2. Bake in priorities.
For a long time, our performance engineering team measured query latency—the time it takes for a request to travel from the browser to the server and back again—as an average, or percentile, across all requests for all customers. This had the effect of weighting all queries from all accounts as equally important. When we reduced the 90th percentile latency from 2 seconds to 1.5 seconds, we celebrated improving things by 25%. The problem was that, meanwhile, the queries of some of our very largest (and highest-paying!) customers were taking minutes, not seconds. A huge chunk of ARR (Annual Recurring Revenue) was in this long tail, so it was better to eliminate the awful experience of waiting a minute than to marginally improve what was already decent.
So we changed the metric to “FastARR,” which is the percentage of ARR associated with accounts for which all users are experiencing acceptable latencies. This tells us how much ARR is at risk because Mixpanel is too slow. That’s what really matters, and it orients the team toward solving the biggest problems for the biggest customers when that’s what makes sense.
3. Let your customers measure success.
When you use metrics like product adoption rate or churn, you’re aligning your goals with the success of your customers. This is different from tracking deadlines or the number of features shipped — things that might make you feel more in control but ultimately don’t help your customers succeed. A goal like reducing customer churn, on the other hand, forces you to ask why your customers churn, and to look for a solution that will make the most difference.
4. Be realistic.
Gather your team and, together, answer this question: What’s the least we need to do to achieve one huge success? Then focus on doing exactly that. And always remember: You have three parameters—your target, your time, and your resources. If you give a team more goals than they can reasonably achieve, you’ll get either mediocre and half-finished work or a burnt-out team—or both. When you’re not realistic about the resources that you have, you don’t do the last mile of planning.
5. Don’t go backwards.
Say you ask your team to lower data center costs by 20%. The team goes away and completes the task; the data center costs will indeed be 20% lower next month. But suddenly, someone bursts into the room: “Everyone’s queries are timing out! Mixpanel.com is so slow! It takes 30 seconds to load!” You turn to your team and they say: “But YOU said to lower the data center costs.”
In other words, don’t let your one clear goal blind you to system complexities and necessary constraints. (I call it the Universal No Regression Principle, or UNRP). Your goal should come with an implicit assumption that nothing else will regress as a result of your work unless such a trade-off is explicitly agreed upon. Actually, make that an explicit directive, just to make sure that the whole team is on the same page.
6. Build in the reward 🎉
Okay, you’ve identified your goal. What next? Build in the reward. When we achieve X, we’ll celebrate with Y. In too many cases, people hear messages like “You’d better hit that goal or there’s going to be trouble.” Not exactly the way to motivate a team to put in the hard work you need them to do….
At Mixpanel, we have a fund called “Dollars and Sense,” which is topped off with money we’ve saved through data-driven cost reductions.

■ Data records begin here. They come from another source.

mod bookmarks;
mod documents;
mod record;

pub use bookmarks::BookmarkStore;
pub use documents::DocumentCatalog;
pub use record::{
    Bookmark, DEFAULT_CREATED_BY, DocumentRecord, DocumentSummary, NewDocument, PDF_CONTENT_TYPE,
    UploadRequest, timestamp,
};

use sled::Db;
use std::path::Path;
use tracing::debug;

use crate::error::{Error, Result};

/// Open (or create) the catalog database at `path`.
pub(crate) fn open_db(path: &Path) -> Result<Db> {
    // Ensure parent directory exists
    if let Some(parent) = path.parent() {
        std::fs::create_dir_all(parent).map_err(|e| {
            Error::CatalogInit(format!(
                "Failed to create catalog directory {}: {}",
                parent.display(),
                e
            ))
        })?;
    }

    let db = sled::open(path).map_err(|e| {
        let err_str = e.to_string();
        // Detect lock errors and provide actionable fix
        if err_str.contains("WouldBlock") || err_str.contains("lock") {
            Error::CatalogInit(format!(
                "Catalog locked at {}\n\n\
                Another process is using the catalog, or a previous instance crashed.\n\
                To fix: rm {}/db/LOCK",
                path.display(),
                path.display()
            ))
        } else {
            Error::CatalogInit(format!("Failed to open catalog at {}: {}", path.display(), e))
        }
    })?;

    debug!("Opened catalog at {}", path.display());
    Ok(db)
}

/// In-memory database that is discarded on drop.
pub(crate) fn temporary_db() -> Result<Db> {
    sled::Config::new()
        .temporary(true)
        .open()
        .map_err(|e| Error::CatalogInit(format!("Failed to open temporary catalog: {e}")))
}
//! Utility functions shared across the crate.

use std::path::PathBuf;

/// Get the user's config directory following XDG conventions.
///
/// Returns `$XDG_CONFIG_HOME` if set, otherwise `$HOME/.config`.
pub fn config_dir() -> Option<PathBuf> {
    std::env::var_os("XDG_CONFIG_HOME")
        .map(PathBuf::from)
        .or_else(|| std::env::var_os("HOME").map(|home| PathBuf::from(home).join(".config")))
}

/// Get the user's data directory following XDG conventions.
///
/// Returns `$XDG_DATA_HOME` if set, otherwise `$HOME/.local/share`.
pub fn data_dir() -> Option<PathBuf> {
    std::env::var_os("XDG_DATA_HOME")
        .map(PathBuf::from)
        .or_else(|| {
            std::env::var_os("HOME").map(|home| PathBuf::from(home).join(".local").join("share"))
        })
}

/// Get the default catalog database path.
pub fn default_catalog_path() -> PathBuf {
    data_dir()
        .unwrap_or_else(|| PathBuf::from(".data"))
        .join("pdf-vault")
        .join("catalog")
}

/// Format a byte count for humans, e.g. `1.5 MB`.
#[allow(clippy::cast_precision_loss)]
pub fn readable_file_size(bytes: u64) -> String {
    const UNITS: [&str; 5] = ["B", "KB", "MB", "GB", "TB"];

    if bytes == 0 {
        return "0 B".to_string();
    }

    let mut size = bytes as f64;
    let mut unit = 0;
    while size >= 1024.0 && unit < UNITS.len() - 1 {
        size /= 1024.0;
        unit += 1;
    }

    format!("{size:.1} {}", UNITS[unit])
}
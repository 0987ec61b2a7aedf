//! File routes - inline viewing and watermarked downloads.

use axum::{
    body::Body,
    extract::{Path, State},
    http::{StatusCode, header},
    response::Response,
};
use std::sync::Arc;

use crate::helpers::{ResultExt, RouteResult, content_disposition};
use crate::state::AppState;

/// Serve the original PDF inline, never cached.
pub async fn view_document(
    State(state): State<Arc<AppState>>,
    Path(id): Path<u64>,
) -> RouteResult<Response> {
    let (record, bytes) = state.service.view(id).await?;

    Response::builder()
        .status(StatusCode::OK)
        .header(header::CONTENT_TYPE, record.content_type)
        .header(
            header::CONTENT_DISPOSITION,
            content_disposition("inline", &record.filename),
        )
        .header(header::CACHE_CONTROL, "no-cache, no-store, must-revalidate")
        .header(header::PRAGMA, "no-cache")
        .header(header::EXPIRES, "0")
        .body(Body::from(bytes))
        .or_internal_error()
}

/// Download a watermarked copy labelled with the document title.
pub async fn download_document(
    State(state): State<Arc<AppState>>,
    Path(id): Path<u64>,
) -> RouteResult<Response> {
    let (record, bytes) = state.service.download_watermarked(id).await?;

    let download_name = format!("watermarked_{}", record.filename);

    Response::builder()
        .status(StatusCode::OK)
        .header(header::CONTENT_TYPE, "application/pdf")
        .header(
            header::CONTENT_DISPOSITION,
            content_disposition("attachment", &download_name),
        )
        .header(header::CONTENT_LENGTH, bytes.len())
        .body(Body::from(bytes))
        .or_internal_error()
}
//! HTTP routes for the document vault API.
//!
//! Everything lives under [`API_BASE`] and answers with the JSON envelope from
//! [`crate::helpers::ApiResponse`], except the two file routes which stream PDF bytes.

mod bookmarks;
mod documents;
mod files;
mod upload;

pub use bookmarks::{add_bookmark, get_bookmark, list_bookmarks, remove_bookmark};
pub use documents::{
    count_documents, delete_document, documents_by_edition, documents_by_product_code,
    get_document, list_documents, search_documents, test_endpoint, update_document,
};
pub use files::{download_document, view_document};
pub use upload::upload_document;

use axum::{
    Router,
    extract::DefaultBodyLimit,
    routing::{get, post},
};
use serde::Deserialize as SerdeDeserialize;
use std::sync::Arc;
use tower_http::{compression::CompressionLayer, cors::CorsLayer, trace::TraceLayer};

use crate::state::AppState;

/// Mount point of the API.
pub const API_BASE: &str = "/api/pdf";

/// Room for multipart boundaries and text fields on top of the file itself.
const MULTIPART_OVERHEAD: u64 = 1024 * 1024;

/// Query params for search.
#[derive(SerdeDeserialize, Default)]
pub struct SearchQuery {
    #[serde(default)]
    pub query: Option<String>,
}

/// Query params for saving a bookmark.
#[derive(SerdeDeserialize, Default)]
pub struct BookmarkQuery {
    /// 1-based page number, defaults to 1
    #[serde(default)]
    pub page: Option<u32>,
    #[serde(default)]
    pub name: Option<String>,
}

/// Build the application router.
pub fn router(state: Arc<AppState>) -> Router {
    let body_limit = usize::try_from(state.config.storage.max_file_size + MULTIPART_OVERHEAD)
        .unwrap_or(usize::MAX);

    let api = Router::new()
        .route("/test", get(test_endpoint))
        .route("/upload", post(upload_document))
        .route("/documents", get(list_documents))
        .route("/search", get(search_documents))
        .route("/count", get(count_documents))
        .route("/product/{code}", get(documents_by_product_code))
        .route("/edition/{edition}", get(documents_by_edition))
        .route(
            "/document/{id}",
            get(get_document).put(update_document).delete(delete_document),
        )
        .route("/view/{id}", get(view_document))
        .route("/download/{id}", get(download_document))
        .route(
            "/bookmark/{document_id}",
            post(add_bookmark).get(get_bookmark).delete(remove_bookmark),
        )
        .route("/bookmarks", get(list_bookmarks));

    Router::new()
        .nest(API_BASE, api)
        .layer(CompressionLayer::new())
        .layer(DefaultBodyLimit::max(body_limit))
        .layer(TraceLayer::new_for_http())
        .layer(CorsLayer::permissive())
        .with_state(state)
}
//! Import orchestration.
//!
//! An import is validate -> reconcile -> merge -> back-reference sync ->
//! export. A payload that fails validation is rejected with every issue
//! found and never reaches the store. Errors past that point propagate to
//! the caller, which owns atomicity (see [`MemoryStore::import`]).
//!
//! [`MemoryStore::import`]: crate::MemoryStore::import

use crate::{
    backref::sync_back_references, error::Result, export::export_library, merge::MergeExecutor,
    reconcile::reconcile, Error, ImportOptions, LibrarySnapshot, LibraryStore, Timestamp,
    ValidationIssue,
};
use serde::{Deserialize, Serialize};
use serde_json::Value;

/// Counts of what an import did.
#[derive(Debug, Clone, Copy, Default, PartialEq, Eq, Serialize, Deserialize)]
#[serde(rename_all = "camelCase")]
pub struct ImportReport {
    pub items_created: usize,
    pub items_updated: usize,
    pub lists_created: usize,
    /// Snapshot lists merged into an existing list
    pub lists_merged: usize,
    pub back_references_added: usize,
}

impl ImportReport {
    /// Whether the import changed nothing but entity fields.
    pub fn created_nothing(&self) -> bool {
        self.items_created == 0 && self.lists_created == 0 && self.back_references_added == 0
    }
}

/// Result of an import that did not fail outright.
#[derive(Debug, Clone, PartialEq, Serialize, Deserialize)]
#[serde(tag = "status", rename_all = "camelCase")]
pub enum ImportOutcome {
    /// The snapshot was merged; `library` is the owner's full library after
    /// the import.
    Imported {
        library: LibrarySnapshot,
        report: ImportReport,
    },
    /// The snapshot failed validation and nothing was written.
    Rejected { errors: Vec<ValidationIssue> },
}

impl ImportOutcome {
    pub fn is_imported(&self) -> bool {
        matches!(self, ImportOutcome::Imported { .. })
    }

    /// Validation messages of a rejected import.
    pub fn error_messages(&self) -> Vec<String> {
        match self {
            ImportOutcome::Imported { .. } => Vec::new(),
            ImportOutcome::Rejected { errors } => {
                errors.iter().map(|e| e.message.clone()).collect()
            }
        }
    }
}

/// Import a snapshot payload into an owner's library.
///
/// `now` (unix millis) stamps created entities and the returned export.
pub fn import_snapshot<S: LibraryStore + ?Sized>(
    store: &mut S,
    owner_id: &str,
    input: &Value,
    options: &ImportOptions,
    now: Timestamp,
) -> Result<ImportOutcome> {
    let mut owner = store
        .owner(owner_id)?
        .ok_or_else(|| Error::OwnerNotFound(owner_id.to_string()))?;

    let snapshot = match LibrarySnapshot::parse(input, options)? {
        Ok(snapshot) => snapshot,
        Err(errors) => {
            tracing::info!(owner = %owner_id, issues = errors.len(), "snapshot rejected");
            return Ok(ImportOutcome::Rejected { errors });
        }
    };

    let existing_items = store.items(&owner.items)?;
    let existing_lists = store.lists(&owner.lists)?;
    let mut reconciliation = reconcile(&existing_items, &existing_lists, &snapshot)?;

    let mut report = ImportReport::default();
    MergeExecutor::new(store, &mut owner, now).run(&snapshot, &mut reconciliation, &mut report)?;

    let stats = sync_back_references(store, &owner, &snapshot, &reconciliation)?;
    report.back_references_added = stats.total();

    let library = export_library(store, owner_id, now)?;

    tracing::info!(
        owner = %owner_id,
        items_created = report.items_created,
        items_updated = report.items_updated,
        lists_created = report.lists_created,
        lists_merged = report.lists_merged,
        back_references = report.back_references_added,
        "snapshot imported"
    );

    Ok(ImportOutcome::Imported { library, report })
}
//! Database connection pool management.

use sqlx::postgres::PgPoolOptions;
use sqlx::PgPool;

/// Type alias for the database pool.
pub type Pool = PgPool;

const MAX_CONNECTIONS: u32 = 10;

/// Create a new database connection pool.
pub async fn create_pool(database_url: &str) -> Result<Pool, sqlx::Error> {
    PgPoolOptions::new()
        .max_connections(MAX_CONNECTIONS)
        .connect(database_url)
        .await
}

/// Run database migrations for the library tables.
pub async fn run_migrations(pool: &Pool) -> Result<(), sqlx::migrate::MigrateError> {
    sqlx::migrate!("./migrations").run(pool).await
}
//! Unified error handling for the server.

use axum::{
    http::StatusCode,
    response::{IntoResponse, Response},
    Json,
};
use serde::Serialize;
use std::time::Duration;

/// Application error type.
#[derive(Debug, thiserror::Error)]
pub enum AppError {
    #[error("Database error: {0}")]
    Database(#[from] sqlx::Error),

    #[error("Engine error: {0}")]
    Engine(#[from] shelf_engine::Error),

    #[error("Snapshot failed validation")]
    Validation(Vec<String>),

    #[error("Not found: {0}")]
    NotFound(String),

    #[error("Import did not finish within {0:?}")]
    Timeout(Duration),

    #[error("Internal error: {0}")]
    Internal(String),
}

/// Error response body.
#[derive(Serialize)]
struct ErrorResponse {
    error: String,
    #[serde(skip_serializing_if = "Option::is_none")]
    details: Option<String>,
}

/// Validation failure body: every issue, in document order.
#[derive(Serialize)]
struct ValidationResponse {
    errors: Vec<String>,
}

impl AppError {
    fn status(&self) -> StatusCode {
        match self {
            AppError::Database(_) | AppError::Internal(_) => StatusCode::INTERNAL_SERVER_ERROR,
            AppError::Engine(e) => match e {
                shelf_engine::Error::OwnerNotFound(_)
                | shelf_engine::Error::ItemNotFound(_)
                | shelf_engine::Error::ListNotFound(_) => StatusCode::NOT_FOUND,
                shelf_engine::Error::MediaTypeConflict { .. } => StatusCode::CONFLICT,
                shelf_engine::Error::InvalidSnapshot(_) => StatusCode::BAD_REQUEST,
                shelf_engine::Error::Store(_) => StatusCode::INTERNAL_SERVER_ERROR,
            },
            AppError::Validation(_) => StatusCode::UNPROCESSABLE_ENTITY,
            AppError::NotFound(_) => StatusCode::NOT_FOUND,
            AppError::Timeout(_) => StatusCode::GATEWAY_TIMEOUT,
        }
    }
}

impl IntoResponse for AppError {
    fn into_response(self) -> Response {
        let status = self.status();

        let (error_message, details) = match self {
            AppError::Validation(errors) => {
                tracing::info!(issues = errors.len(), "Import rejected");
                return (status, Json(ValidationResponse { errors })).into_response();
            }
            AppError::Database(e) => {
                tracing::error!("Database error: {:?}", e);
                ("Database error".to_string(), None)
            }
            AppError::Engine(e) if status.is_server_error() => {
                tracing::error!("Engine error: {:?}", e);
                ("Store error".to_string(), Some(e.to_string()))
            }
            AppError::Engine(e) => {
                tracing::warn!("Engine error: {:?}", e);
                (e.to_string(), None)
            }
            AppError::NotFound(msg) => (msg, None),
            AppError::Timeout(limit) => {
                tracing::warn!(?limit, "Import timed out");
                ("Import timed out".to_string(), Some(format!("limit {:?}", limit)))
            }
            AppError::Internal(msg) => {
                tracing::error!("Internal error: {}", msg);
                ("Internal server error".to_string(), Some(msg))
            }
        };

        let body = Json(ErrorResponse {
            error: error_message,
            details,
        });

        (status, body).into_response()
    }
}

/// Result type alias for handlers.
pub type Result<T> = std::result::Result<T, AppError>;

If we reduce a monthly recurring cost, one month’s worth of those savings goes into the account. We spend it on ourselves—we have fun, we hand out bonuses, we buy people presents, we reinvest it into the things that our team wants. In my experience, it’s the very best way to focus our collective energy on achieving our goal.
Metrics are one of the most powerful tools that we have to guide our business decisions—what we change, what we maintain, what we value. Taking a disciplined, focused approach that involves and motivates your team is the best way to harness the power of data-driven decision making.